Sunday, August 17, 2008

Chris Christensen "Best Pet Brush"

The Chris Christensen 16 mm T-Brush, a pet brush for all reasons. Most importantly, this brush will separate hair and remove loose undercoat with a minimum of coat damage. Coat damage occurs when hairs are broken or hair cuticles are ravaged by grooming, play, and weather. Just about everything causes hair damage, and accumulates into generalized coat damage. It cannot be avoided, only minimized.

The tools, products, and procedures we use to maintain our pets' coats, as well as our dog's lifestyle all effect the amount of hair damage that accumulates. Today we are looking specifically at brushes.

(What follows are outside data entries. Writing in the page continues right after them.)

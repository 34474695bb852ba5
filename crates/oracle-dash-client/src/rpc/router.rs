/*
[INPUT]:  One raw inbound text frame
[OUTPUT]: Frame routed to the request registry or the subscription table
[POS]:    Protocol core - inbound message classification
[UPDATE]: When the routing discriminant or drop policy changes
*/

use std::sync::Mutex;

use serde_json::Value;
use tracing::warn;

use crate::types::{NotificationFrame, ResponseFrame};

use super::registry::RequestRegistry;
use super::subscriptions::SubscriptionTable;

/// Where a frame ended up. `Dropped` is the defensive outcome for frames
/// that violate the protocol; the message loop carries on regardless.
#[derive(Debug, Clone, Copy, PartialEq, Eq)]
pub enum Route {
    Response { id: u64 },
    Notification { subscription: u64 },
    Dropped(DropReason),
}

#[derive(Debug, Clone, Copy, PartialEq, Eq)]
pub enum DropReason {
    Unparseable,
    NonIntegerId,
    UnmatchedResponse { id: u64 },
    MalformedNotification,
    UnknownSubscription { subscription: u64 },
}

/// Classify one decoded inbound frame and dispatch it.
///
/// Presence of an `id` member routes to response handling, absence to
/// notification handling. This binary split is the complete inbound
/// protocol state machine; a frame carrying `id` is a response even when it
/// structurally resembles a notification.
///
/// The subscription table is locked only on the notification path, so a
/// response continuation is free to register new subscriptions.
pub fn route_frame(
    raw: &str,
    registry: &mut RequestRegistry,
    subscriptions: &Mutex<SubscriptionTable>,
) -> Route {
    let value: Value = match serde_json::from_str(raw) {
        Ok(value) => value,
        Err(err) => {
            warn!(error = %err, bytes = raw.len(), "dropping unparseable frame");
            return Route::Dropped(DropReason::Unparseable);
        }
    };

    if let Some(id_value) = value.get("id") {
        if id_value.as_u64().is_none() {
            // The service answers unparseable requests with `"id": null`;
            // there is no pending request such a frame could match.
            warn!(id = %id_value, "dropping response with non-integer id");
            return Route::Dropped(DropReason::NonIntegerId);
        }
        match serde_json::from_value::<ResponseFrame>(value) {
            Ok(frame) => {
                let id = frame.id;
                match registry.resolve(frame) {
                    Ok(()) => Route::Response { id },
                    Err(_) => Route::Dropped(DropReason::UnmatchedResponse { id }),
                }
            }
            Err(err) => {
                warn!(error = %err, "dropping malformed response frame");
                Route::Dropped(DropReason::Unparseable)
            }
        }
    } else {
        match serde_json::from_value::<NotificationFrame>(value) {
            Ok(frame) => {
                let subscription = frame.params.subscription;
                let mut table = subscriptions.lock().expect("subscription table lock");
                match table.dispatch(frame) {
                    Ok(()) => Route::Notification { subscription },
                    Err(_) => Route::Dropped(DropReason::UnknownSubscription { subscription }),
                }
            }
            Err(err) => {
                warn!(error = %err, "dropping malformed notification frame");
                Route::Dropped(DropReason::MalformedNotification)
            }
        }
    }
}
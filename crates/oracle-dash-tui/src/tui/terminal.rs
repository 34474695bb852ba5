/*
[INPUT]:  Crossterm stdout, terminal raw mode, ratatui backend
[OUTPUT]: TerminalGuard managing alternate screen lifecycle
[POS]:    TUI terminal lifecycle guard
[UPDATE]: When changing terminal setup or restore behavior
*/

use std::io;

use anyhow::{Context, Result};
use crossterm::cursor::{Hide, Show};
use crossterm::execute;
use crossterm::terminal::{self, EnterAlternateScreen, LeaveAlternateScreen};
use ratatui::backend::CrosstermBackend;
use ratatui::Terminal;
use tracing::warn;

/// Owns raw mode and the alternate screen for the life of the dashboard.
/// Restore runs in Drop, so a panicking draw loop still hands the shell
/// back in a usable state.
pub(super) struct TerminalGuard {
    terminal: Terminal<CrosstermBackend<io::Stdout>>,
}

impl TerminalGuard {
    pub(super) fn new() -> Result<Self> {
        terminal::enable_raw_mode().context("enable raw mode")?;
        let mut stdout = io::stdout();
        execute!(stdout, EnterAlternateScreen, Hide).context("enter alternate screen")?;
        let terminal =
            Terminal::new(CrosstermBackend::new(stdout)).context("create terminal")?;
        Ok(Self { terminal })
    }

    pub(super) fn draw<F>(&mut self, render: F) -> Result<()>
    where
        F: FnOnce(&mut ratatui::Frame),
    {
        self.terminal.draw(render).context("draw dashboard frame")?;
        Ok(())
    }
}

impl Drop for TerminalGuard {
    fn drop(&mut self) {
        if let Err(err) = execute!(io::stdout(), Show, LeaveAlternateScreen) {
            warn!(error = %err, "failed to leave alternate screen");
        }
        if let Err(err) = terminal::disable_raw_mode() {
            warn!(error = %err, "failed to disable raw mode");
        }
    }
}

The most valuable feature of the Chris Christensen brushes is that they are all made with tapered and polished pins. Many pin brushes, especially the cheaper ones, are made by simply chopping off the pins and pushing them through the pad. The bottoms are then hammered flat. This leaves the tips of the pins rough and abrasive to the hair cuticle. When the hair cuticle is chipped and torn, it is more likely to snag with its neighboring hairs and create tangles and mats. As we tug and break apart mats, we create broken hairs with split ends that magnify the problem. Roughly broken hairs deep withing a coat will wreak havoc.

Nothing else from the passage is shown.